**TASK DESCRIPTION:** Narrow the data below down to the lines containing "impl".

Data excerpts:
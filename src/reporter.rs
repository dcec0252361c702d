//! Reporters observe mismatches. They can't change the verdict.
//!
//! - PlainTextReporter: logs a line diff at warn level.
//! - CollectingReporter: keeps every report in memory (tests, custom rendering).

use std::sync::{Mutex, PoisonError};

use std::collections::BTreeMap;

use anyhow::Result;
use log::warn;

use crate::strategy::StrategyContext;

pub trait SnapshotReporter: Send + Sync {
    /// Whether this reporter can render output of the given serializer format.
    fn supports_format(&self, format: &str) -> bool;

    fn report(&self, key: &str, previous: &str, current: &str) -> Result<()>;

    /// Header-aware entry point; `Expect` calls this one.
    fn report_in(&self, ctx: &StrategyContext, previous: &str, current: &str) -> Result<()> {
        self.report(&ctx.key, previous, current)
    }
}

#[derive(Debug, Default, Clone, Copy)]
pub struct PlainTextReporter;

impl SnapshotReporter for PlainTextReporter {
    fn supports_format(&self, _format: &str) -> bool {
        true
    }

    fn report(&self, key: &str, previous: &str, current: &str) -> Result<()> {
        warn!(
            "snapshot mismatch for {}:\n{}",
            key,
            render_line_diff(previous, current)
        );
        Ok(())
    }
}

#[derive(Debug, Clone, PartialEq, Eq)]
pub struct MismatchReport {
    pub key: String,
    pub previous: String,
    pub current: String,
    /// Headers of the test that produced the mismatch.
    pub headers: BTreeMap<String, String>,
}

#[derive(Debug, Default)]
pub struct CollectingReporter {
    reports: Mutex<Vec<MismatchReport>>,
}

impl CollectingReporter {
    pub fn new() -> Self {
        Self::default()
    }

    pub fn reports(&self) -> Vec<MismatchReport> {
        self.reports
            .lock()
            .unwrap_or_else(PoisonError::into_inner)
            .clone()
    }

    fn push(&self, report: MismatchReport) {
        self.reports
            .lock()
            .unwrap_or_else(PoisonError::into_inner)
            .push(report);
    }
}

impl SnapshotReporter for CollectingReporter {
    fn supports_format(&self, _format: &str) -> bool {
        true
    }

    fn report(&self, key: &str, previous: &str, current: &str) -> Result<()> {
        self.report_in(&StrategyContext::new(key), previous, current)
    }

    fn report_in(&self, ctx: &StrategyContext, previous: &str, current: &str) -> Result<()> {
        self.push(MismatchReport {
            key: ctx.key.clone(),
            previous: previous.to_string(),
            current: current.to_string(),
            headers: ctx.headers.clone(),
        });
        Ok(())
    }
}

#[derive(Debug, Clone, Copy, PartialEq, Eq)]
pub enum DiffLine<'a> {
    Same(&'a str),
    Removed(&'a str),
    Added(&'a str),
}

/// Line diff via longest common subsequence. Snapshot bodies are small, O(n*m) is fine.
pub fn diff_lines<'a>(previous: &'a str, current: &'a str) -> Vec<DiffLine<'a>> {
    let a: Vec<&str> = previous.lines().collect();
    let b: Vec<&str> = current.lines().collect();
    let (n, m) = (a.len(), b.len());

    // lcs[i][j] = LCS length of a[i..] and b[j..]
    let mut lcs = vec![vec![0usize; m + 1]; n + 1];
    for i in (0..n).rev() {
        for j in (0..m).rev() {
            lcs[i][j] = if a[i] == b[j] {
                lcs[i + 1][j + 1] + 1
            } else {
                lcs[i + 1][j].max(lcs[i][j + 1])
            };
        }
    }

    let mut out = Vec::with_capacity(n.max(m));
    let (mut i, mut j) = (0, 0);
    while i < n && j < m {
        if a[i] == b[j] {
            out.push(DiffLine::Same(a[i]));
            i += 1;
            j += 1;
        } else if lcs[i + 1][j] >= lcs[i][j + 1] {
            out.push(DiffLine::Removed(a[i]));
            i += 1;
        } else {
            out.push(DiffLine::Added(b[j]));
            j += 1;
        }
    }
    out.extend(a[i..].iter().copied().map(DiffLine::Removed));
    out.extend(b[j..].iter().copied().map(DiffLine::Added));
    out
}

/// `-`/`+`/` ` prefixed rendering of `diff_lines`.
pub fn render_line_diff(previous: &str, current: &str) -> String {
    let mut out = String::new();
    for line in diff_lines(previous, current) {
        let (sign, text) = match line {
            DiffLine::Same(t) => (' ', t),
            DiffLine::Removed(t) => ('-', t),
            DiffLine::Added(t) => ('+', t),
        };
        out.push(sign);
        out.push(' ');
        out.push_str(text);
        out.push('\n');
    }
    out
}

#[cfg(test)]
mod tests {
    use super::*;

    #[test]
    fn diff_marks_changed_line() {
        let d = diff_lines("a\nb\nc", "a\nx\nc");
        assert_eq!(
            d,
            vec![
                DiffLine::Same("a"),
                DiffLine::Removed("b"),
                DiffLine::Added("x"),
                DiffLine::Same("c"),
            ]
        );
    }

    #[test]
    fn render_handles_appended_lines() {
        assert_eq!(render_line_diff("a", "a\nb"), "  a\n+ b\n");
    }

    #[test]
    fn collecting_reporter_keeps_reports() {
        let r = CollectingReporter::new();
        r.report("k", "old", "new").unwrap();
        assert_eq!(r.reports().len(), 1);
        assert_eq!(r.reports()[0].previous, "old");
    }
}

**RESPONSE TO THE TASK:**
impl SnapshotReporter for PlainTextReporter {
impl CollectingReporter {
impl SnapshotReporter for CollectingReporter {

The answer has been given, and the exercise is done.